Mutations in COL1A1 and COL1A2 and dental aberrations in children and adolescents with osteogenesis imperfecta – A retrospective cohort study
Osteogenesis imperfecta (OI) is a heterogeneous group of disorders of connective tissue, caused mainly by mutations in the collagen I genes (COL1A1 and COL1A2). Dentinogenesis imperfecta (DGI) and other dental aberrations are common features of OI. We investigated the association between collagen I mutations and DGI, taurodontism, and retention of permanent second molars in a retrospective cohort of 152 unrelated children and adolescents with OI. The clinical examination included radiographic evaluations. Teeth from 81 individuals were available for histopathological evaluation. COL1A1/2 mutations were found in 104 individuals by nucleotide sequencing. DGI was diagnosed clinically and radiographically in 29% of the individuals (44/152) and through isolated histological findings in another 19% (29/152).
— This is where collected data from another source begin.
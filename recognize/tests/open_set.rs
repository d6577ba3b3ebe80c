use std::sync::Arc;
use std::thread;

use rand::rngs::StdRng;
use rand::{Rng, SeedableRng};
use visage_faceindex::{Backend, FaceIndex, HnswConfig, IndexConfig};
use visage_metric::Metric;
use visage_recognize::{Identity, OpenSetClassifier, Strategy, Threshold};

fn index(backend: &Backend, dim: usize) -> Arc<dyn FaceIndex> {
    backend
        .build(IndexConfig {
            model_id: "m".into(),
            dim,
            metric: Metric::Euclidean,
        })
        .unwrap()
}

#[test]
fn enrolled_identity_round_trip() {
    for backend in [Backend::Flat, Backend::Hnsw(HnswConfig::default())] {
        let idx = index(&backend, 2);
        idx.enroll("A", &[0.0, 0.0]).unwrap();
        let c = OpenSetClassifier::new(idx, Threshold::new(0.1).unwrap(), Strategy::Nearest);
        let r = c.classify(&[0.0, 0.0]).unwrap();
        assert_eq!(r.identity, Identity::Known("A".into()));
        assert_eq!(r.distance, Some(0.0));
    }
}

#[test]
fn duplicate_enrollments_both_reachable() {
    let idx = index(&Backend::Flat, 2);
    idx.enroll("A", &[0.5, 0.5]).unwrap();
    idx.enroll("A", &[0.5, 0.5]).unwrap();
    let neighbors = idx.query(&[0.5, 0.5], 2).unwrap();
    assert_eq!(neighbors.len(), 2);
    assert!(neighbors.iter().all(|n| n.distance == 0.0));

    let c = OpenSetClassifier::new(idx, Threshold::new(0.0).unwrap(), Strategy::Nearest);
    let r = c.classify(&[0.5, 0.5]).unwrap();
    assert_eq!(r.identity.label(), Some("A"));
    assert_eq!(r.reference, Some(0));
}

#[test]
fn classify_while_enrolling_and_retuning() {
    let dim = 4;
    let idx = index(&Backend::Hnsw(HnswConfig::default()), dim);
    let known: Vec<Vec<f32>> = (0..10)
        .map(|i| (0..dim).map(|k| if k == i % dim { 10.0 * (i + 1) as f32 } else { 0.0 }).collect())
        .collect();
    for (i, v) in known.iter().enumerate() {
        idx.enroll(&format!("p{i}"), v).unwrap();
    }
    let classifier = Arc::new(OpenSetClassifier::new(
        Arc::clone(&idx),
        Threshold::new(0.5).unwrap(),
        Strategy::Nearest,
    ));

    let mut handles = Vec::new();
    for t in 0..4u64 {
        let classifier = Arc::clone(&classifier);
        let known = known.clone();
        handles.push(thread::spawn(move || {
            for (i, v) in known.iter().enumerate() {
                let r = classifier.classify(v).unwrap();
                // Enrolled vectors are exact matches at any τ >= 0.
                assert_eq!(r.identity.label(), Some(format!("p{i}").as_str()), "thread {t}");
            }
        }));
    }
    {
        let idx = Arc::clone(&idx);
        handles.push(thread::spawn(move || {
            let mut rng = StdRng::seed_from_u64(4);
            for i in 0..50 {
                let v: Vec<f32> = (0..dim).map(|_| rng.gen_range(-1.0..1.0)).collect();
                idx.enroll(&format!("walk-in-{i}"), &v).unwrap();
            }
        }));
    }
    {
        let threshold = classifier.threshold().clone();
        handles.push(thread::spawn(move || {
            for i in 0..50 {
                threshold.set(0.1 + i as f32 * 0.01).unwrap();
            }
        }));
    }
    for h in handles {
        h.join().unwrap();
    }
    assert_eq!(idx.len(), 60);
}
In the individuals with a COL1A1 mutation, 70% (7/10) of those with a glycine substitution located C-terminal of p.Gly305 exhibited DGI in both dentitions while no individual (0/7) with a mutation N-terminal of this point exhibited DGI in either dentition (p = 0.01). In the individuals with a COL1A2 mutation, 80% (8/10) of those with a glycine substitution located C terminal of p.Gly211 exhibited DGI in both dentitions while no individual (0/5) with a mutation N-terminal of this point (p = 0.007) exhibited DGI in either dentition. DGI was restricted to the deciduous dentition in 20 individuals. Seventeen had missense mutations where glycine to serine was the most prevalent substitution (53%). Taurodontism occurred in 18% and retention of permanent second molars in 31% of the adolescents. Dental aberrations are strongly associated with qualitatively changed collagen I. The varying expressivity of DGI is related to the location of the collagen I mutation. Genotype information may be helpful in identifying individuals with OI who have an increased risk of dental aberrations.